Because the installer used the Toolbox, it would need to load later versions of the modules than were present on earlier systems. It would have been nice to say that the default Toolbox supplied with RISC OS 4 would work, but too many problems had been found with those versions, and it made sense to use the versions without problems. Additionally, this allowed me to use some of the more recent features.

The Text Area gadget was considerably more usable, and was used to display information text prior to install. The Scrolling List had been enhanced with multiple columns (which were still a bit flakey, but didn't break) just so that the installer could display a formatted list of the modules and the versions being upgraded.

The extra tools - !FontMerge and !SysMerge - were Toolbox applications, and they also needed later versions of the modules than RISC OS 4 supplied.

To help the installation process and ensure that Toolbox applications were shut down before the installer ran, a tool would run prior to the installer which would exit all other applications that were not necessary to the functioning of the boot process. The Installer itself used the Zipper module to extract the files from the archives.

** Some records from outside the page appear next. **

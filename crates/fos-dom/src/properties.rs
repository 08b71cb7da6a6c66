//! Typed DOM Properties
//!
//! IDL properties of HTML elements (`spellcheck`, `tabIndex`, `htmlFor`,
//! `value`...). Most reflect an attribute with a typed getter; a few keep
//! state on the element that is not visible as an attribute.

use std::fmt;

use crate::{Document, DomError, DomResult, ElementData, NodeId};

/// Typed property value
#[derive(Debug, Clone, PartialEq)]
pub enum PropertyValue {
    Bool(bool),
    Number(f64),
    Str(String),
}

impl PropertyValue {
    /// Boolean conversion used by boolean-typed properties
    pub fn truthy(&self) -> bool {
        match self {
            Self::Bool(b) => *b,
            Self::Number(n) => *n != 0.0 && !n.is_nan(),
            Self::Str(s) => !s.is_empty(),
        }
    }

    fn as_integer(&self) -> i64 {
        match self {
            Self::Bool(b) => i64::from(*b),
            Self::Number(n) if n.is_finite() => n.trunc() as i64,
            Self::Number(_) => 0,
            Self::Str(s) => s.trim().parse::<f64>().map_or(0, |n| n.trunc() as i64),
        }
    }
}

impl fmt::Display for PropertyValue {
    fn fmt(&self, f: &mut fmt::Formatter<'_>) -> fmt::Result {
        match self {
            Self::Bool(b) => write!(f, "{b}"),
            Self::Number(n) if n.fract() == 0.0 && n.is_finite() => write!(f, "{}", *n as i64),
            Self::Number(n) => write!(f, "{n}"),
            Self::Str(s) => f.write_str(s),
        }
    }
}

/// How a property maps onto the element
#[derive(Debug, Clone, Copy, PartialEq, Eq)]
pub enum PropertyKind {
    /// String reflecting the named attribute
    Reflect(&'static str),
    /// Presence of the named attribute
    Boolean(&'static str),
    /// Integer reflecting the named attribute
    Integer(&'static str),
    /// `"true"`/`"false"` enumerated attribute read back as a boolean
    TrueFalse(&'static str),
    /// Internal element state, not reflected (input value, checkedness)
    State,
}

impl PropertyKind {
    /// Attribute written by this property, if any
    pub fn attribute(self) -> Option<&'static str> {
        match self {
            Self::Reflect(a) | Self::Boolean(a) | Self::Integer(a) | Self::TrueFalse(a) => Some(a),
            Self::State => None,
        }
    }
}

/// Property definition
#[derive(Debug)]
pub struct PropertyDef {
    pub name: &'static str,
    /// Elements that own the property; empty means every HTML element
    pub tags: &'static [&'static str],
    pub kind: PropertyKind,
}

const FORM_CONTROLS: &[&str] = &["button", "fieldset", "input", "optgroup", "option", "select", "textarea"];
const MEDIA: &[&str] = &["audio", "video"];

macro_rules! prop {
    ($name:literal, $kind:expr) => {
        PropertyDef { name: $name, tags: &[], kind: $kind }
    };
    ($name:literal, $tags:expr, $kind:expr) => {
        PropertyDef { name: $name, tags: $tags, kind: $kind }
    };
}

use PropertyKind::{Boolean, Integer, Reflect, State, TrueFalse};

/// Known properties. First match by (name, tag) wins.
pub static PROPERTIES: &[PropertyDef] = &[
    // HTMLElement
    prop!("id", Reflect("id")),
    prop!("title", Reflect("title")),
    prop!("lang", Reflect("lang")),
    prop!("dir", Reflect("dir")),
    prop!("accessKey", Reflect("accesskey")),
    prop!("slot", Reflect("slot")),
    prop!("hidden", Boolean("hidden")),
    prop!("inert", Boolean("inert")),
    prop!("tabIndex", Integer("tabindex")),
    prop!("spellcheck", TrueFalse("spellcheck")),
    prop!("draggable", TrueFalse("draggable")),
    prop!("contentEditable", Reflect("contenteditable")),
    // Links and resources
    prop!("href", &["a", "area", "base", "link"], Reflect("href")),
    prop!("target", &["a", "area", "base", "form"], Reflect("target")),
    prop!("rel", &["a", "area", "link"], Reflect("rel")),
    prop!("download", &["a", "area"], Reflect("download")),
    prop!("src", &["audio", "embed", "iframe", "img", "input", "script", "source", "track", "video"], Reflect("src")),
    prop!("alt", &["area", "img", "input"], Reflect("alt")),
    prop!("width", &["canvas", "embed", "iframe", "img", "input", "video"], Integer("width")),
    prop!("height", &["canvas", "embed", "iframe", "img", "input", "video"], Integer("height")),
    // Forms
    prop!("name", &["button", "fieldset", "form", "iframe", "input", "meta", "output", "select", "textarea"], Reflect("name")),
    prop!("type", &["button", "input", "link", "ol", "script", "source", "style"], Reflect("type")),
    prop!("value", &["input", "select", "textarea"], State),
    prop!("value", &["button", "data", "li", "meter", "option", "output", "param", "progress"], Reflect("value")),
    prop!("defaultValue", &["input"], Reflect("value")),
    prop!("checked", &["input"], State),
    prop!("defaultChecked", &["input"], Boolean("checked")),
    prop!("disabled", FORM_CONTROLS, Boolean("disabled")),
    prop!("selected", &["option"], Boolean("selected")),
    prop!("multiple", &["input", "select"], Boolean("multiple")),
    prop!("required", &["input", "select", "textarea"], Boolean("required")),
    prop!("readOnly", &["input", "textarea"], Boolean("readonly")),
    prop!("autofocus", FORM_CONTROLS, Boolean("autofocus")),
    prop!("placeholder", &["input", "textarea"], Reflect("placeholder")),
    prop!("maxLength", &["input", "textarea"], Integer("maxlength")),
    prop!("minLength", &["input", "textarea"], Integer("minlength")),
    prop!("pattern", &["input"], Reflect("pattern")),
    prop!("min", &["input", "meter"], Reflect("min")),
    prop!("max", &["input", "meter", "progress"], Reflect("max")),
    prop!("step", &["input"], Reflect("step")),
    prop!("accept", &["input"], Reflect("accept")),
    prop!("rows", &["textarea"], Integer("rows")),
    prop!("cols", &["textarea"], Integer("cols")),
    prop!("htmlFor", &["label", "output"], Reflect("for")),
    prop!("action", &["form"], Reflect("action")),
    prop!("method", &["form"], Reflect("method")),
    prop!("noValidate", &["form"], Boolean("novalidate")),
    // Tables
    prop!("colSpan", &["td", "th"], Integer("colspan")),
    prop!("rowSpan", &["td", "th"], Integer("rowspan")),
    // Interactive and media
    prop!("open", &["details", "dialog"], Boolean("open")),
    prop!("controls", MEDIA, Boolean("controls")),
    prop!("autoplay", MEDIA, Boolean("autoplay")),
    prop!("loop", MEDIA, Boolean("loop")),
    prop!("muted", MEDIA, State),
];

/// Look up the property `name` for an element
pub fn lookup(elem: &ElementData, name: &str) -> Option<&'static PropertyDef> {
    if !elem.is_html() {
        return None;
    }
    PROPERTIES
        .iter()
        .find(|def| def.name == name && (def.tags.is_empty() || def.tags.contains(&elem.local_name.as_str())))
}

impl Document {
    /// Whether the element exposes a settable property `name`
    pub fn has_property(&self, node: NodeId, name: &str) -> bool {
        self.element(node).is_ok_and(|elem| lookup(elem, name).is_some())
    }

    /// Assign a typed property
    pub fn set_property(&mut self, node: NodeId, name: &str, value: PropertyValue) -> DomResult<()> {
        let elem = self.element_mut(node)?;
        let def = lookup(elem, name).ok_or_else(|| DomError::UnknownProperty {
            node,
            name: name.to_string(),
        })?;

        match def.kind {
            Reflect(attr) => elem.set_attr(attr, &value.to_string()),
            Integer(attr) => elem.set_attr(attr, &value.as_integer().to_string()),
            Boolean(attr) => {
                if value.truthy() {
                    elem.set_attr(attr, "");
                } else {
                    elem.remove_attr(attr);
                }
            }
            TrueFalse(attr) => elem.set_attr(attr, if value.truthy() { "true" } else { "false" }),
            State => {
                let value = match name {
                    "checked" | "muted" => PropertyValue::Bool(value.truthy()),
                    _ => PropertyValue::Str(value.to_string()),
                };
                elem.state.insert(name.to_string(), value);
            }
        }
        Ok(())
    }

    /// Read a typed property; `None` when the element has no such property
    pub fn get_property(&self, node: NodeId, name: &str) -> Option<PropertyValue> {
        let elem = self.element(node).ok()?;
        let def = lookup(elem, name)?;
        let value = match def.kind {
            Reflect(attr) => PropertyValue::Str(elem.get_attr(attr).unwrap_or("").to_string()),
            Integer(attr) => {
                let n = elem.get_attr(attr).and_then(|v| v.trim().parse::<i64>().ok()).unwrap_or(0);
                PropertyValue::Number(n as f64)
            }
            Boolean(attr) => PropertyValue::Bool(elem.get_attr(attr).is_some()),
            // Unset spellcheck/draggable fall back to the element default
            TrueFalse(attr) => PropertyValue::Bool(match elem.get_attr(attr) {
                Some(v) if v.eq_ignore_ascii_case("false") => false,
                Some(v) if v.eq_ignore_ascii_case("true") || v.is_empty() => true,
                _ => attr == "spellcheck" || (attr == "draggable" && matches!(elem.local_name.as_str(), "img" | "a")),
            }),
            State => match elem.state.get(name) {
                Some(v) => v.clone(),
                None => match name {
                    "checked" => PropertyValue::Bool(elem.get_attr("checked").is_some()),
                    "muted" => PropertyValue::Bool(false),
                    _ => PropertyValue::Str(elem.get_attr("value").unwrap_or("").to_string()),
                },
            },
        };
        Some(value)
    }

    /// Reset a property to its default (removes the reflected attribute or state)
    pub fn reset_property(&mut self, node: NodeId, name: &str) -> DomResult<()> {
        let elem = self.element_mut(node)?;
        let Some(def) = lookup(elem, name) else {
            return Ok(());
        };
        match def.kind.attribute() {
            Some(attr) => {
                elem.remove_attr(attr);
            }
            None => {
                elem.state.remove(name);
            }
        }
        Ok(())
    }
}

#[cfg(test)]
mod tests {
    use super::*;
    use crate::SVG_NAMESPACE;

    #[test]
    fn test_spellcheck_is_boolean() {
        let mut doc = Document::new();
        for tag in ["input", "textarea"] {
            let el = doc.create_element(tag);
            doc.set_property(el, "spellcheck", PropertyValue::Bool(false)).unwrap();
            assert_eq!(doc.get_property(el, "spellcheck"), Some(PropertyValue::Bool(false)));
            assert_eq!(doc.get_attribute(el, "spellcheck"), Some("false"));

            doc.set_property(el, "spellcheck", PropertyValue::Bool(true)).unwrap();
            assert_eq!(doc.get_property(el, "spellcheck"), Some(PropertyValue::Bool(true)));
        }
    }

    #[test]
    fn test_property_scoped_to_tags() {
        let mut doc = Document::new();
        let label = doc.create_element("label");
        let div = doc.create_element("div");
        assert!(doc.has_property(label, "htmlFor"));
        assert!(!doc.has_property(div, "htmlFor"));
        assert!(doc.has_property(div, "title"));

        doc.set_property(label, "htmlFor", PropertyValue::Str("name".into())).unwrap();
        assert_eq!(doc.get_attribute(label, "for"), Some("name"));

        assert!(doc.set_property(div, "htmlFor", PropertyValue::Str("x".into())).is_err());
    }

    #[test]
    fn test_svg_has_no_html_properties() {
        let mut doc = Document::new();
        let rect = doc.create_element_ns(SVG_NAMESPACE, "rect");
        assert!(!doc.has_property(rect, "title"));
    }

    #[test]
    fn test_state_not_reflected() {
        let mut doc = Document::new();
        let input = doc.create_element("input");
        doc.set_property(input, "value", PropertyValue::Str("typed".into())).unwrap();
        doc.set_property(input, "checked", PropertyValue::Number(1.0)).unwrap();

        assert!(!doc.has_attribute(input, "value"));
        assert_eq!(doc.get_property(input, "value"), Some(PropertyValue::Str("typed".into())));
        assert_eq!(doc.get_property(input, "checked"), Some(PropertyValue::Bool(true)));

        doc.reset_property(input, "value").unwrap();
        assert_eq!(doc.get_property(input, "value"), Some(PropertyValue::Str(String::new())));
    }

    #[test]
    fn test_integer_and_boolean_reflection() {
        let mut doc = Document::new();
        let div = doc.create_element("div");
        doc.set_property(div, "tabIndex", PropertyValue::Str("3".into())).unwrap();
        doc.set_property(div, "hidden", PropertyValue::Bool(true)).unwrap();

        assert_eq!(doc.get_attribute(div, "tabindex"), Some("3"));
        assert_eq!(doc.get_attribute(div, "hidden"), Some(""));
        assert_eq!(doc.get_property(div, "tabIndex"), Some(PropertyValue::Number(3.0)));

        doc.set_property(div, "hidden", PropertyValue::Bool(false)).unwrap();
        assert!(!doc.has_attribute(div, "hidden"));
    }
}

Initially, the installer would accept the archive as supplied and extract files from it. This should have reported problems as it encountered them, as the CRC check should identify corrupted archives. However, we got reports that there were corrupt files and that these were not detected. I could never reproduce an undetected failure that produced corrupted files, but to ensure that things worked, a MD5 digest was calculated and compared to a file alongside the archive. If they did not match, we wouldn't even attempt the installation.

Aside from the problems with the MimeMap merging, I was generally quite pleased with the installer. There were still a few less nice features with it, but it handled all the cases it needed to adequately well, and failed reasonably gracefully - it was always going to be hard to fail nicely, sadly.